As espadas do destino dividem o universo e inspiram as batalhas

A espada sombria Soul Edge (foto à esquerda) e a espada da luz Soul Calibur (à direita) são os pivôs da história do game. Ambas as lâminas são a materialização do poder. Quem as empunha tem acesso a poder inimaginável, para consertar, moldar ou até consumir o mundo – e talvez o universo. Alguns as desejam, outros as odeiam, mas o principal sentimento é de medo. Medo visceral e profundo do seu potencial. O maior problema das espadas é sua capacidade de regeneração.
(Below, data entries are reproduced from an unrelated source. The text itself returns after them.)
//! Data preprocessing transformers.
//!
//! Follows a fit/transform pattern: an unfitted [`Transformer`] learns
//! parameters from training data and produces a [`FittedTransformer`] that
//! can transform new data and serialize its learned parameters for
//! deployment.
//!
//! # Example
//!
//! ```
//! use insurance_ml::preprocessing::{
//!     ColumnSpec, ColumnTransformer, OneHotEncoder, StandardScaler, Transformer,
//!     FittedTransformer,
//! };
//! use insurance_ml::primitives::Matrix;
//!
//! // Two numeric columns, one integer-coded categorical column.
//! let data = Matrix::new(vec![1.0, 10.0, 0.0, 2.0, 20.0, 1.0, 3.0, 30.0, 0.0], 3, 3);
//! let ct = ColumnTransformer::new()
//!     .add_standard_scaler(StandardScaler::new(), ColumnSpec::Range(0..2))
//!     .add_one_hot_encoder(
//!         OneHotEncoder::new().with_drop_first(true),
//!         ColumnSpec::Indices(vec![2]),
//!     );
//! let fitted = ct.fit(&data).unwrap();
//! let transformed = fitted.transform(&data).unwrap();
//! assert_eq!(transformed.shape(), (3, 3));
//! ```

pub mod column_transformer;
pub mod encoding;
pub mod error;
pub mod scaling;
pub mod traits;

pub use column_transformer::{
    ColumnSpec, ColumnTransformer, ColumnTransformerParams, FittedColumnTransformer,
};
pub use encoding::{FittedOneHotEncoder, OneHotEncoder, OneHotEncoderParams};
pub use error::PreprocessingError;
pub use scaling::{FittedStandardScaler, StandardScaler, StandardScalerParams};
pub use traits::{FittedTransformer, Transformer};
//! Error types for model training.

use std::fmt;

/// Error type for model training operations.
#[derive(Debug)]
pub enum ModelError {
    /// Training data had no rows.
    EmptyData,
    /// Target length did not match the number of training rows.
    DimensionMismatch { expected: usize, got: usize },
}

impl fmt::Display for ModelError {
    fn fmt(&self, f: &mut fmt::Formatter<'_>) -> fmt::Result {
        match self {
            ModelError::EmptyData => write!(f, "Cannot fit model on empty data"),
            ModelError::DimensionMismatch { expected, got } => {
                write!(f, "Target length mismatch: expected {}, got {}", expected, got)
            }
        }
    }
}

impl std::error::Error for ModelError {}
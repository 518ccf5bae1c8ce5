//! Gradient boosting regressor.
//!
//! Starts from the mean target and adds shallow regression trees fitted to
//! the residuals of the running prediction, each scaled by the learning
//! rate. Squared-error loss, so the negative gradient is just the residual.

use crate::model::error::ModelError;
use crate::model::tree::{DecisionTreeRegressor, FittedDecisionTree};
use crate::model::Regressor;
use crate::primitives::Matrix;
use serde::{Deserialize, Serialize};

/// Gradient boosting configuration (unfitted).
#[derive(Debug, Clone)]
pub struct GradientBoostingRegressor {
    n_estimators: usize,
    learning_rate: f64,
    max_depth: usize,
}

impl Default for GradientBoostingRegressor {
    fn default() -> Self {
        Self {
            n_estimators: 100,
            learning_rate: 0.1,
            max_depth: 3,
        }
    }
}

impl GradientBoostingRegressor {
    pub fn new() -> Self {
        Self::default()
    }

    pub fn with_n_estimators(mut self, n_estimators: usize) -> Self {
        self.n_estimators = n_estimators;
        self
    }

    pub fn with_learning_rate(mut self, learning_rate: f64) -> Self {
        self.learning_rate = learning_rate;
        self
    }

    pub fn with_max_depth(mut self, max_depth: usize) -> Self {
        self.max_depth = max_depth;
        self
    }

    /// Fit the boosted ensemble stage-wise on residuals.
    ///
    /// # Errors
    /// Returns [`ModelError`] if the data is empty or the target length does
    /// not match the number of rows.
    pub fn fit(&self, data: &Matrix, target: &[f64]) -> Result<FittedGradientBoosting, ModelError> {
        let rows = data.n_rows();
        if rows == 0 {
            return Err(ModelError::EmptyData);
        }
        if target.len() != rows {
            return Err(ModelError::DimensionMismatch {
                expected: rows,
                got: target.len(),
            });
        }

        let init = target.iter().sum::<f64>() / rows as f64;
        let mut current: Vec<f64> = vec![init; rows];
        let tree_config = DecisionTreeRegressor::new().with_max_depth(self.max_depth);

        let mut trees = Vec::with_capacity(self.n_estimators);
        for _ in 0..self.n_estimators {
            let residuals: Vec<f64> = target
                .iter()
                .zip(&current)
                .map(|(y, pred)| y - pred)
                .collect();

            let tree = tree_config.fit(data, &residuals)?;
            for r in 0..rows {
                current[r] += self.learning_rate * tree.predict_row(data.row(r));
            }
            trees.push(tree);
        }

        Ok(FittedGradientBoosting {
            init,
            learning_rate: self.learning_rate,
            trees,
        })
    }
}

/// Fitted gradient boosting ensemble ready for inference.
#[derive(Debug, Clone, Serialize, Deserialize)]
pub struct FittedGradientBoosting {
    pub init: f64,
    pub learning_rate: f64,
    pub trees: Vec<FittedDecisionTree>,
}

impl FittedGradientBoosting {
    pub fn n_estimators(&self) -> usize {
        self.trees.len()
    }
}

impl Regressor for FittedGradientBoosting {
    fn predict_row(&self, features: &[f64]) -> f64 {
        self.init
            + self.learning_rate
                * self
                    .trees
                    .iter()
                    .map(|t| t.predict_row(features))
                    .sum::<f64>()
    }
}

#[cfg(test)]
mod tests {
    use super::*;

    fn sine_data() -> (Matrix, Vec<f64>) {
        let xs: Vec<f64> = (0..50).map(|i| i as f64 / 8.0).collect();
        let ys: Vec<f64> = xs.iter().map(|x| x.sin() * 10.0).collect();
        (Matrix::new(xs, 50, 1), ys)
    }

    #[test]
    fn test_gbm_zero_estimators_predicts_mean() {
        let (x, y) = sine_data();
        let mean = y.iter().sum::<f64>() / y.len() as f64;
        let fitted = GradientBoostingRegressor::new()
            .with_n_estimators(0)
            .fit(&x, &y)
            .unwrap();

        assert!((fitted.predict_row(&[2.0]) - mean).abs() < 1e-12);
    }

    #[test]
    fn test_gbm_reduces_training_error_with_stages() {
        let (x, y) = sine_data();
        let sse = |fitted: &FittedGradientBoosting| -> f64 {
            (0..x.n_rows())
                .map(|r| (fitted.predict_row(x.row(r)) - y[r]).powi(2))
                .sum()
        };

        let few = GradientBoostingRegressor::new()
            .with_n_estimators(5)
            .fit(&x, &y)
            .unwrap();
        let many = GradientBoostingRegressor::new()
            .with_n_estimators(100)
            .fit(&x, &y)
            .unwrap();

        assert!(sse(&many) < sse(&few));
    }

    #[test]
    fn test_gbm_fits_training_data_closely() {
        let (x, y) = sine_data();
        let fitted = GradientBoostingRegressor::new().fit(&x, &y).unwrap();

        for r in 0..x.n_rows() {
            assert!((fitted.predict_row(x.row(r)) - y[r]).abs() < 1.0);
        }
    }

    #[test]
    fn test_gbm_deterministic() {
        let (x, y) = sine_data();
        let a = GradientBoostingRegressor::new()
            .with_n_estimators(20)
            .fit(&x, &y)
            .unwrap();
        let b = GradientBoostingRegressor::new()
            .with_n_estimators(20)
            .fit(&x, &y)
            .unwrap();

        assert_eq!(a.predict_row(&[1.7]), b.predict_row(&[1.7]));
    }

    #[test]
    fn test_gbm_empty_data() {
        let x = Matrix::zeros(0, 1);
        assert!(matches!(
            GradientBoostingRegressor::new().fit(&x, &[]),
            Err(ModelError::EmptyData)
        ));
    }

    #[test]
    fn test_gbm_params_roundtrip() {
        let (x, y) = sine_data();
        let fitted = GradientBoostingRegressor::new()
            .with_n_estimators(10)
            .fit(&x, &y)
            .unwrap();

        let bytes = bincode::serialize(&fitted).unwrap();
        let restored: FittedGradientBoosting = bincode::deserialize(&bytes).unwrap();
        assert_eq!(restored.predict_row(&[3.0]), fitted.predict_row(&[3.0]));
    }
}
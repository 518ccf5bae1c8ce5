//! One-hot encoding for categorical features.
//!
//! Each input column is treated as an integer-coded categorical feature. The
//! encoder learns the sorted unique values per column during fitting; with
//! `drop_first` enabled a k-valued column produces k-1 indicators, omitting
//! the base category to avoid linear dependence among encoded columns.

use crate::preprocessing::error::PreprocessingError;
use crate::preprocessing::traits::{FittedTransformer, Transformer};
use crate::primitives::Matrix;
use serde::{Deserialize, Serialize};
use std::collections::BTreeSet;

/// One-hot encoder for integer-coded categorical features (unfitted).
#[derive(Debug, Clone, Default)]
pub struct OneHotEncoder {
    drop_first: bool,
}

impl OneHotEncoder {
    pub fn new() -> Self {
        Self { drop_first: false }
    }

    /// Drop the first (lowest) category of every column, emitting k-1
    /// indicators per k-valued column.
    pub fn with_drop_first(mut self, drop_first: bool) -> Self {
        self.drop_first = drop_first;
        self
    }
}

/// Serializable parameters for a fitted OneHotEncoder.
#[derive(Debug, Clone, Serialize, Deserialize)]
pub struct OneHotEncoderParams {
    /// Sorted unique category codes per input column.
    pub categories: Vec<Vec<i64>>,
    pub drop_first: bool,
    pub n_features_in: usize,
    pub n_features_out: usize,
}

/// Fitted OneHotEncoder ready for inference.
#[derive(Debug, Clone)]
pub struct FittedOneHotEncoder {
    categories: Vec<Vec<i64>>,
    drop_first: bool,
    n_features_in: usize,
    n_features_out: usize,
}

impl FittedOneHotEncoder {
    /// Sorted category codes learned for each input column.
    pub fn categories(&self) -> &[Vec<i64>] {
        &self.categories
    }

    pub fn n_features_out(&self) -> usize {
        self.n_features_out
    }

    fn indicators_per_column(&self, col: usize) -> usize {
        let k = self.categories[col].len();
        if self.drop_first {
            k.saturating_sub(1)
        } else {
            k
        }
    }
}

fn as_category_code(val: f64, row: usize, col: usize) -> Result<i64, PreprocessingError> {
    if !val.is_finite() || val.fract() != 0.0 {
        return Err(PreprocessingError::InvalidParameter(format!(
            "OneHotEncoder expects integer category codes, got {} at ({}, {})",
            val, row, col
        )));
    }
    Ok(val as i64)
}

impl Transformer for OneHotEncoder {
    type Fitted = FittedOneHotEncoder;

    fn fit(&self, data: &Matrix) -> Result<Self::Fitted, PreprocessingError> {
        let (rows, cols) = data.shape();
        if rows == 0 {
            return Err(PreprocessingError::EmptyData(
                "Cannot fit OneHotEncoder on empty data".to_string(),
            ));
        }

        let mut categories = Vec::with_capacity(cols);
        for col in 0..cols {
            let mut values = BTreeSet::new();
            for row in 0..rows {
                values.insert(as_category_code(data.get(row, col), row, col)?);
            }
            categories.push(values.into_iter().collect::<Vec<i64>>());
        }

        let n_features_out = categories
            .iter()
            .map(|cats| {
                if self.drop_first {
                    cats.len().saturating_sub(1)
                } else {
                    cats.len()
                }
            })
            .sum();

        Ok(FittedOneHotEncoder {
            categories,
            drop_first: self.drop_first,
            n_features_in: cols,
            n_features_out,
        })
    }
}

impl FittedTransformer for FittedOneHotEncoder {
    type Params = OneHotEncoderParams;

    fn transform(&self, data: &Matrix) -> Result<Matrix, PreprocessingError> {
        let (rows, cols) = data.shape();
        if cols != self.n_features_in {
            return Err(PreprocessingError::FeatureMismatch {
                expected_features: self.n_features_in,
                got_features: cols,
            });
        }

        let mut out = Matrix::zeros(rows, self.n_features_out);
        for row in 0..rows {
            let mut offset = 0;
            for col in 0..cols {
                let code = as_category_code(data.get(row, col), row, col)?;
                let cats = &self.categories[col];
                let idx = cats.iter().position(|&c| c == code).ok_or_else(|| {
                    PreprocessingError::InvalidParameter(format!(
                        "Unknown category {} in column {}",
                        code, col
                    ))
                })?;

                if self.drop_first {
                    // Base category maps to all zeros.
                    if idx > 0 {
                        out.set(row, offset + idx - 1, 1.0);
                    }
                } else {
                    out.set(row, offset + idx, 1.0);
                }
                offset += self.indicators_per_column(col);
            }
        }
        Ok(out)
    }

    fn extract_params(&self) -> Self::Params {
        OneHotEncoderParams {
            categories: self.categories.clone(),
            drop_first: self.drop_first,
            n_features_in: self.n_features_in,
            n_features_out: self.n_features_out,
        }
    }

    fn from_params(params: Self::Params) -> Result<Self, PreprocessingError> {
        Ok(Self {
            categories: params.categories,
            drop_first: params.drop_first,
            n_features_in: params.n_features_in,
            n_features_out: params.n_features_out,
        })
    }

    fn n_features_in(&self) -> usize {
        self.n_features_in
    }
}
//! Feature record types and request validation.
//!
//! [`RawFeatures`] is the loosely-typed shape of an incoming request;
//! [`RawFeatures::validate`] is the single gate through which every request
//! must pass before it reaches the preprocessor. A validated [`FeatureRecord`]
//! is immutable and carries the enum-coded categorical fields.

use crate::error::PredictError;
use serde::{Deserialize, Serialize};
use serde_json::Value;

/// Biological sex, as recorded in the insurance dataset.
#[derive(Debug, Clone, Copy, PartialEq, Eq, Serialize, Deserialize)]
pub enum Sex {
    Female,
    Male,
}

impl Sex {
    pub fn parse(s: &str) -> Option<Self> {
        match s {
            "female" => Some(Sex::Female),
            "male" => Some(Sex::Male),
            _ => None,
        }
    }

    /// Integer code, ordered lexicographically by label so one-hot
    /// vocabularies sort the same way the labels do.
    pub fn code(self) -> f64 {
        match self {
            Sex::Female => 0.0,
            Sex::Male => 1.0,
        }
    }

    pub fn as_str(self) -> &'static str {
        match self {
            Sex::Female => "female",
            Sex::Male => "male",
        }
    }
}

/// Smoker flag.
#[derive(Debug, Clone, Copy, PartialEq, Eq, Serialize, Deserialize)]
pub enum Smoker {
    No,
    Yes,
}

impl Smoker {
    pub fn parse(s: &str) -> Option<Self> {
        match s {
            "no" => Some(Smoker::No),
            "yes" => Some(Smoker::Yes),
            _ => None,
        }
    }

    pub fn code(self) -> f64 {
        match self {
            Smoker::No => 0.0,
            Smoker::Yes => 1.0,
        }
    }

    pub fn as_str(self) -> &'static str {
        match self {
            Smoker::No => "no",
            Smoker::Yes => "yes",
        }
    }
}

/// US census region of the policyholder.
#[derive(Debug, Clone, Copy, PartialEq, Eq, Serialize, Deserialize)]
pub enum Region {
    Northeast,
    Northwest,
    Southeast,
    Southwest,
}

impl Region {
    pub fn parse(s: &str) -> Option<Self> {
        match s {
            "northeast" => Some(Region::Northeast),
            "northwest" => Some(Region::Northwest),
            "southeast" => Some(Region::Southeast),
            "southwest" => Some(Region::Southwest),
            _ => None,
        }
    }

    pub fn code(self) -> f64 {
        match self {
            Region::Northeast => 0.0,
            Region::Northwest => 1.0,
            Region::Southeast => 2.0,
            Region::Southwest => 3.0,
        }
    }

    pub fn as_str(self) -> &'static str {
        match self {
            Region::Northeast => "northeast",
            Region::Northwest => "northwest",
            Region::Southeast => "southeast",
            Region::Southwest => "southwest",
        }
    }
}

/// A validated, immutable feature record. One per request or dataset row.
#[derive(Debug, Clone, PartialEq)]
pub struct FeatureRecord {
    pub age: u32,
    pub sex: Sex,
    pub bmi: f64,
    pub children: u32,
    pub smoker: Smoker,
    pub region: Region,
}

impl FeatureRecord {
    /// Raw feature row in the fixed column order the preprocessor was fitted
    /// on: `[age, bmi, children, sex, smoker, region]` with categoricals
    /// integer-coded.
    pub fn to_raw_row(&self) -> Vec<f64> {
        vec![
            self.age as f64,
            self.bmi,
            self.children as f64,
            self.sex.code(),
            self.smoker.code(),
            self.region.code(),
        ]
    }
}

/// Raw request fields before validation.
///
/// Numeric fields may arrive as JSON numbers or numeric strings; both parse.
/// All six feature fields are required; `model_name` is optional.
#[derive(Debug, Clone, Default, Deserialize)]
pub struct RawFeatures {
    pub age: Option<Value>,
    pub sex: Option<Value>,
    pub bmi: Option<Value>,
    pub children: Option<Value>,
    pub smoker: Option<Value>,
    pub region: Option<Value>,
    #[serde(default)]
    pub model_name: Option<String>,
}

impl RawFeatures {
    /// Check presence, types and ranges of all six feature fields.
    ///
    /// Fails with [`PredictError::MissingField`] naming the first absent key,
    /// or [`PredictError::InvalidField`] naming the offending field and
    /// constraint. No side effects.
    pub fn validate(&self) -> Result<FeatureRecord, PredictError> {
        let age = as_integer("age", require("age", &self.age)?)?;
        let sex = as_string("sex", require("sex", &self.sex)?)?;
        let bmi = as_float("bmi", require("bmi", &self.bmi)?)?;
        let children = as_integer("children", require("children", &self.children)?)?;
        let smoker = as_string("smoker", require("smoker", &self.smoker)?)?;
        let region = as_string("region", require("region", &self.region)?)?;

        if !(0..=120).contains(&age) {
            return Err(PredictError::invalid("age", "Age must be between 0 and 120"));
        }
        if !(10.0..=60.0).contains(&bmi) {
            return Err(PredictError::invalid("bmi", "BMI must be between 10 and 60"));
        }
        if children < 0 {
            return Err(PredictError::invalid("children", "Children cannot be negative"));
        }
        let sex = Sex::parse(&sex)
            .ok_or_else(|| PredictError::invalid("sex", "Sex must be \"male\" or \"female\""))?;
        let smoker = Smoker::parse(&smoker)
            .ok_or_else(|| PredictError::invalid("smoker", "Smoker must be \"yes\" or \"no\""))?;
        let region = Region::parse(&region)
            .ok_or_else(|| PredictError::invalid("region", "Invalid region"))?;

        Ok(FeatureRecord {
            age: age as u32,
            sex,
            bmi,
            children: children as u32,
            smoker,
            region,
        })
    }
}

fn require<'a>(field: &'static str, value: &'a Option<Value>) -> Result<&'a Value, PredictError> {
    match value {
        Some(Value::Null) | None => Err(PredictError::MissingField(field.to_string())),
        Some(v) => Ok(v),
    }
}

/// Accept a JSON integer, a float with no fractional part, or a numeric
/// string.
fn as_integer(field: &'static str, value: &Value) -> Result<i64, PredictError> {
    match value {
        Value::Number(n) => {
            if let Some(i) = n.as_i64() {
                return Ok(i);
            }
            if let Some(f) = n.as_f64() {
                if f.fract() == 0.0 {
                    return Ok(f as i64);
                }
            }
            Err(invalid_type(field, "an integer"))
        }
        Value::String(s) => s
            .trim()
            .parse::<i64>()
            .map_err(|_| invalid_type(field, "an integer")),
        _ => Err(invalid_type(field, "an integer")),
    }
}

/// Accept a JSON number or a numeric string.
fn as_float(field: &'static str, value: &Value) -> Result<f64, PredictError> {
    match value {
        Value::Number(n) => n.as_f64().ok_or_else(|| invalid_type(field, "a number")),
        Value::String(s) => s
            .trim()
            .parse::<f64>()
            .map_err(|_| invalid_type(field, "a number")),
        _ => Err(invalid_type(field, "a number")),
    }
}

fn as_string(field: &'static str, value: &Value) -> Result<String, PredictError> {
    match value {
        Value::String(s) => Ok(s.clone()),
        _ => Err(invalid_type(field, "a string")),
    }
}

fn invalid_type(field: &'static str, expected: &str) -> PredictError {
    PredictError::invalid(field, format!("Invalid input: '{}' must be {}", field, expected))
}

#[cfg(test)]
mod tests {
    use super::*;
    use serde_json::json;

    fn valid_raw() -> RawFeatures {
        serde_json::from_value(json!({
            "age": 30,
            "sex": "male",
            "bmi": 25.0,
            "children": 1,
            "smoker": "no",
            "region": "northeast"
        }))
        .unwrap()
    }

    #[test]
    fn test_validate_accepts_valid_record() {
        let record = valid_raw().validate().unwrap();
        assert_eq!(record.age, 30);
        assert_eq!(record.sex, Sex::Male);
        assert_eq!(record.region, Region::Northeast);
    }

    #[test]
    fn test_validate_accepts_numeric_strings() {
        let raw: RawFeatures = serde_json::from_value(json!({
            "age": "30",
            "sex": "female",
            "bmi": "25.5",
            "children": "2",
            "smoker": "yes",
            "region": "southwest"
        }))
        .unwrap();
        let record = raw.validate().unwrap();
        assert_eq!(record.age, 30);
        assert_eq!(record.bmi, 25.5);
        assert_eq!(record.children, 2);
    }

    #[test]
    fn test_validate_missing_field_names_key() {
        let mut raw = valid_raw();
        raw.smoker = None;
        let err = raw.validate().unwrap_err();
        assert!(matches!(err, PredictError::MissingField(ref f) if f == "smoker"));
    }

    #[test]
    fn test_validate_age_out_of_range() {
        let mut raw = valid_raw();
        raw.age = Some(json!(150));
        let err = raw.validate().unwrap_err();
        assert!(err.to_string().contains("Age"));
    }

    #[test]
    fn test_validate_bmi_out_of_range() {
        let mut raw = valid_raw();
        raw.bmi = Some(json!(8.0));
        let err = raw.validate().unwrap_err();
        assert!(err.to_string().contains("BMI"));
    }

    #[test]
    fn test_validate_negative_children() {
        let mut raw = valid_raw();
        raw.children = Some(json!(-1));
        let err = raw.validate().unwrap_err();
        assert!(err.to_string().contains("Children"));
    }

    #[test]
    fn test_validate_bad_sex() {
        let mut raw = valid_raw();
        raw.sex = Some(json!("other"));
        let err = raw.validate().unwrap_err();
        assert!(err.to_string().contains("Sex"));
    }

    #[test]
    fn test_validate_bad_region() {
        let mut raw = valid_raw();
        raw.region = Some(json!("midwest"));
        let err = raw.validate().unwrap_err();
        assert_eq!(err.to_string(), "Invalid region");
    }

    #[test]
    fn test_validate_non_numeric_age() {
        let mut raw = valid_raw();
        raw.age = Some(json!("thirty"));
        let err = raw.validate().unwrap_err();
        assert!(matches!(err, PredictError::InvalidField { field: "age", .. }));
    }

    #[test]
    fn test_raw_row_column_order() {
        let record = valid_raw().validate().unwrap();
        let row = record.to_raw_row();
        assert_eq!(row, vec![30.0, 25.0, 1.0, 1.0, 0.0, 0.0]);
    }

    #[test]
    fn test_region_codes_sort_with_labels() {
        let regions = [
            Region::Northeast,
            Region::Northwest,
            Region::Southeast,
            Region::Southwest,
        ];
        let mut labels: Vec<_> = regions.iter().map(|r| r.as_str()).collect();
        labels.sort();
        for (i, region) in regions.iter().enumerate() {
            assert_eq!(region.as_str(), labels[i]);
            assert_eq!(region.code(), i as f64);
        }
    }
}
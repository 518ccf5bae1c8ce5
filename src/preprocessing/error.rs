//! Error types for preprocessing operations.

use std::fmt;

/// Error type for preprocessing operations.
#[derive(Debug)]
pub enum PreprocessingError {
    /// Empty data provided where non-empty was required.
    EmptyData(String),
    /// Invalid hyperparameter or input value.
    InvalidParameter(String),
    /// Feature dimension mismatch.
    FeatureMismatch {
        expected_features: usize,
        got_features: usize,
    },
    /// Serialization or deserialization error.
    SerializationError(String),
    /// I/O error during file operations.
    IoError(String),
}

impl fmt::Display for PreprocessingError {
    fn fmt(&self, f: &mut fmt::Formatter<'_>) -> fmt::Result {
        match self {
            PreprocessingError::EmptyData(msg) => write!(f, "Empty data: {}", msg),
            PreprocessingError::InvalidParameter(msg) => {
                write!(f, "Invalid parameter: {}", msg)
            }
            PreprocessingError::FeatureMismatch {
                expected_features,
                got_features,
            } => {
                write!(
                    f,
                    "Feature mismatch: expected {} features, got {}",
                    expected_features, got_features
                )
            }
            PreprocessingError::SerializationError(msg) => {
                write!(f, "Serialization error: {}", msg)
            }
            PreprocessingError::IoError(msg) => write!(f, "I/O error: {}", msg),
        }
    }
}

impl std::error::Error for PreprocessingError {}

impl From<std::io::Error> for PreprocessingError {
    fn from(err: std::io::Error) -> Self {
        PreprocessingError::IoError(err.to_string())
    }
}

impl From<bincode::Error> for PreprocessingError {
    fn from(err: bincode::Error) -> Self {
        PreprocessingError::SerializationError(err.to_string())
    }
}

#[cfg(test)]
mod tests {
    use super::*;

    #[test]
    fn test_error_display_empty_data() {
        let err = PreprocessingError::EmptyData("no rows".to_string());
        assert!(err.to_string().contains("Empty data"));
    }

    #[test]
    fn test_error_display_feature_mismatch() {
        let err = PreprocessingError::FeatureMismatch {
            expected_features: 6,
            got_features: 3,
        };
        assert!(err.to_string().contains("expected 6 features, got 3"));
    }

    #[test]
    fn test_error_from_io_error() {
        let io_err = std::io::Error::new(std::io::ErrorKind::NotFound, "test");
        let err: PreprocessingError = io_err.into();
        assert!(matches!(err, PreprocessingError::IoError(_)));
    }

    #[test]
    fn test_error_is_std_error() {
        let err = PreprocessingError::InvalidParameter("test".to_string());
        let _: &dyn std::error::Error = &err;
    }
}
A Soul Edge, em particular, acaba criando mais problemas quando destruída. As lascas impregnadas de energia sombria da lâmina se combinam com qualquer armamento ao redor, podendo inclusive contaminar almas. A Soul Calibur, por mais pura que seja, acaba destroçando espíritos com a promessa de poder imediato e invencível. E, quando usadas em conjunto, as espadas são tão poderosas que colocam em risco o próprio tecido da realidade. A possibilidade de poder ilimitado e de corrupção total foram os principais motivos que atraíram Darth Vader e Yoda para a batalha. Um, desejando elevar o Império; o outro, defendendo a luz da ameaça crescente das trevas.